Looking ahead, to 2023, he said the bank currently thinks the story might evolve from an inflation scare to a growth scare.
“While it remains important for investors’ portfolios to be equipped against short-term cyclical or supply-side induced inflation, with cyclical commodities or mining stocks as main hedges, what will matter for the next few months is to increase the resilience of portfolios against the expected windfall from the central banks’ fight against excessive inflation,” he observed. “Inflation cannot be tamed rapidly without some suppression in final demand, and that means a rising risk of a global recession.”
The juggling act
He offered more commentary on the potential growth scare. “Over the last three months, the world has moved to an expectation that the US Federal Reserve would be perhaps up to 250 basis points by the end of 2022 points,” he noted. “This change is huge and significant swing already and clearly the coming actions and guidance of the Fed are all likely to be higher and tighter,” he added. “This will very probably lead to the US economy slowing down and potentially the fear of a recession will replace the fear of inflation.

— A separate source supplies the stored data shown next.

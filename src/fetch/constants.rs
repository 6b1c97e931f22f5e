//! Constants for the fetch module (timeouts, hop cap, request defaults).

/// Default HTTP connect timeout (30 seconds).
pub const CONNECT_TIMEOUT_SECS: u64 = 30;

/// Default HTTP read timeout (5 minutes for large downloads).
pub const READ_TIMEOUT_SECS: u64 = 300;

/// Default cap on redirect + refresh hops within one operation.
pub const DEFAULT_MAX_HOPS: usize = 20;

/// Content type sent with a request body when the caller names none.
pub const DEFAULT_DATA_TYPE: &str = "application/octet-stream";

/// Prefix of the directory created for a download without an explicit output path.
pub const TEMP_DIR_PREFIX: &str = "down-";

/// File name used inside that directory.
pub const TEMP_FILE_NAME: &str = "~download";
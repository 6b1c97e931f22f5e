//! URL fetch core library
//!
//! Fetches HTTP(S) resources the way a browser session would: redirects and
//! `Refresh` headers are followed by hand, and cookies set along the way are
//! replayed on later requests to the same host and path.
//!
//! # Architecture
//!
//! - [`fetch`] - engine, cookie jar, body sinks and per-call options

// Clippy lints - strict for library code
#![deny(clippy::unwrap_used)]
#![deny(clippy::expect_used)]
#![warn(clippy::pedantic)]
#![allow(clippy::module_name_repetitions)]

pub mod fetch;
pub(crate) mod user_agent;

// Re-export commonly used types
pub use fetch::{
    BodySink, CookieJar, DownloadedFile, FetchConfig, FetchEngine, FetchError, FetchOptions,
    TextSink,
};
#[cfg(test)]
#[allow(clippy::unwrap_used)]
mod tests {
    use super::*;

    use reqwest::StatusCode;
    use reqwest::header::HeaderName;

    fn head_with(status: u16, url: &str, headers: &[(&str, &str)]) -> ResponseHead {
        let mut map = HeaderMap::new();
        for (name, value) in headers {
            map.append(
                HeaderName::from_bytes(name.as_bytes()).unwrap(),
                HeaderValue::from_str(value).unwrap(),
            );
        }
        ResponseHead {
            url: Url::parse(url).unwrap(),
            status: StatusCode::from_u16(status).unwrap(),
            reason: "",
            headers: map,
        }
    }

    #[test]
    fn test_decide_redirect_relative_location() {
        let head = head_with(301, "http://example.com/a", &[("Location", "/b")]);
        assert_eq!(
            decide_next_hop(&head).unwrap(),
            HopDecision::Redirect(Url::parse("http://example.com/b").unwrap())
        );
    }

    #[test]
    fn test_decide_redirect_absolute_location_replaces_url() {
        let head = head_with(302, "http://example.com/a", &[("location", "https://other.org/x?y=1")]);
        assert_eq!(
            decide_next_hop(&head).unwrap(),
            HopDecision::Redirect(Url::parse("https://other.org/x?y=1").unwrap())
        );
    }

    #[test]
    fn test_decide_redirect_without_location_fails() {
        let head = head_with(302, "http://example.com/a", &[]);
        assert!(matches!(decide_next_hop(&head), Err(FetchError::Redirect { .. })));
    }

    #[test]
    fn test_decide_other_3xx_is_terminal() {
        for status in [303, 304, 307, 308] {
            let head = head_with(status, "http://example.com/a", &[("Location", "/b")]);
            assert_eq!(decide_next_hop(&head).unwrap(), HopDecision::Terminal, "status {status}");
        }
    }

    #[test]
    fn test_decide_refresh_relative_target() {
        let head = head_with(200, "http://example.com:8080/a/b", &[("Refresh", "0; url=/c")]);
        assert_eq!(
            decide_next_hop(&head).unwrap(),
            HopDecision::Refresh(Url::parse("http://example.com:8080/c").unwrap())
        );
    }

    #[test]
    fn test_decide_refresh_quoted_targets() {
        for value in ["0; url='/d'", "0; url=\"/d\""] {
            let head = head_with(200, "http://example.com/", &[("refresh", value)]);
            assert_eq!(
                decide_next_hop(&head).unwrap(),
                HopDecision::Refresh(Url::parse("http://example.com/d").unwrap()),
                "value {value}"
            );
        }
    }

    #[test]
    fn test_decide_refresh_on_error_status_is_followed() {
        let head = head_with(404, "http://example.com/", &[("Refresh", "0; url=/home")]);
        assert!(matches!(decide_next_hop(&head).unwrap(), HopDecision::Refresh(_)));
    }

    #[test]
    fn test_decide_refresh_without_url_fails() {
        let head = head_with(200, "http://example.com/", &[("Refresh", "0;")]);
        assert!(matches!(decide_next_hop(&head), Err(FetchError::Refresh { .. })));
    }

    #[test]
    fn test_decide_plain_response_is_terminal() {
        let head = head_with(200, "http://example.com/", &[("Content-Type", "text/plain")]);
        assert_eq!(decide_next_hop(&head).unwrap(), HopDecision::Terminal);
    }

    #[test]
    fn test_parse_http_url_rejects_other_schemes() {
        assert!(parse_http_url("https://example.com/").is_ok());
        assert!(matches!(parse_http_url("ftp://example.com/"), Err(FetchError::InvalidUrl { .. })));
        assert!(matches!(parse_http_url("not a url"), Err(FetchError::InvalidUrl { .. })));
    }

    #[test]
    fn test_request_headers_defaults_and_overrides() {
        let engine = FetchEngine::new();
        let url = Url::parse("https://example.com:8443/p/x?q=1").unwrap();
        let options = FetchOptions::new().header("Accept", "text/html").unwrap();

        let headers = engine.request_headers(&url, &options).unwrap();
        assert_eq!(headers.get(ACCEPT).unwrap(), "text/html");
        assert!(headers.get(USER_AGENT).unwrap().to_str().unwrap().starts_with("urlfetch/"));
        assert_eq!(headers.get(ORIGIN).unwrap(), "https://example.com:8443");
        assert_eq!(headers.get(REFERER).unwrap(), "https://example.com:8443");
        assert!(headers.get(COOKIE).is_none());
        assert!(headers.get(CONTENT_TYPE).is_none());
    }

    #[test]
    fn test_request_headers_drop_stale_cookie_and_add_body_headers() {
        let engine = FetchEngine::new();
        let url = Url::parse("http://example.com/").unwrap();
        let options = FetchOptions::new()
            .header("Cookie", "stale=1")
            .unwrap()
            .data(b"hello".to_vec(), None);

        let headers = engine.request_headers(&url, &options).unwrap();
        assert!(headers.get(COOKIE).is_none(), "stale cookie must not be sent");
        assert_eq!(headers.get(CONTENT_TYPE).unwrap(), DEFAULT_DATA_TYPE);
        assert_eq!(headers.get(CONTENT_LENGTH).unwrap(), "5");
    }

    #[test]
    fn test_request_headers_attach_jar_cookies() {
        let engine = FetchEngine::new();
        let url = Url::parse("http://example.com/p/y").unwrap();
        engine
            .cookie_jar()
            .write_cookie(&Url::parse("http://example.com/p/x").unwrap(), ["a=1; path=/p"]);

        let headers = engine.request_headers(&url, &FetchOptions::new()).unwrap();
        assert_eq!(headers.get(COOKIE).unwrap(), "a=1");
    }

    #[test]
    fn test_invalid_user_agent_rejected() {
        let config = FetchConfig::default().user_agent("bad\nagent");
        assert!(matches!(
            FetchEngine::with_config(config),
            Err(FetchError::InvalidHeader { .. })
        ));
    }
}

It is less and less a question of “if” but rather of “when” and “how fast”.”
He said that while investors had shown a tendency to underestimate the pace at which the Fed could tighten monetary policy, but also at the other end of the spectrum, US central bankers used to overestimate the Fed’s capacity to increase Fed rates without hurting the economy.
“We will need to watch very carefully to see exactly where and when US growth will start to feel the pain, perhaps it will be in the housing sector first, and then rest of the consumption sector. Accordingly, we are a bit more sceptical about the cyclical consumption sector, consumer discretionary, and we prefer consumer staples, for instance, as slightly more defensive and reciprocal sectors in the composition of equity portfolios.”
All this, he said, means that investors should remain disciplined and diversified. They should slant their allocations towards assets such as gold, which is supported by lower real interest rates. “We favour gold because it could act as a nice asset to having the transition between this period of very high inflation over solid growth, to maybe slightly lower inflation to much lower growth,” he explained.
He also advised allocation more towards long-dated government bonds, which would then stand as better hedges than cyclical commodities. Cash, he added, while unfit in a structurally high inflation environment, could also play a role in this transition.
DPM with realistic expectations
His final comment was that private clients should also consider discretionary portfolios to help to manage this transition from a high growth/high inflation episode to a possible recessionary environment.
“However, as always, investors must understand what they are buying,” he said. “Processes playing a ‘long-term value’ game might suffer higher losses in the short-term, as they would chase after stocks whose valuation might be under persistent stress. In contrast, risk-mitigating strategies, excessively diversified in nominal assets over the last months, may provide better protection in a situation of falling global demand.”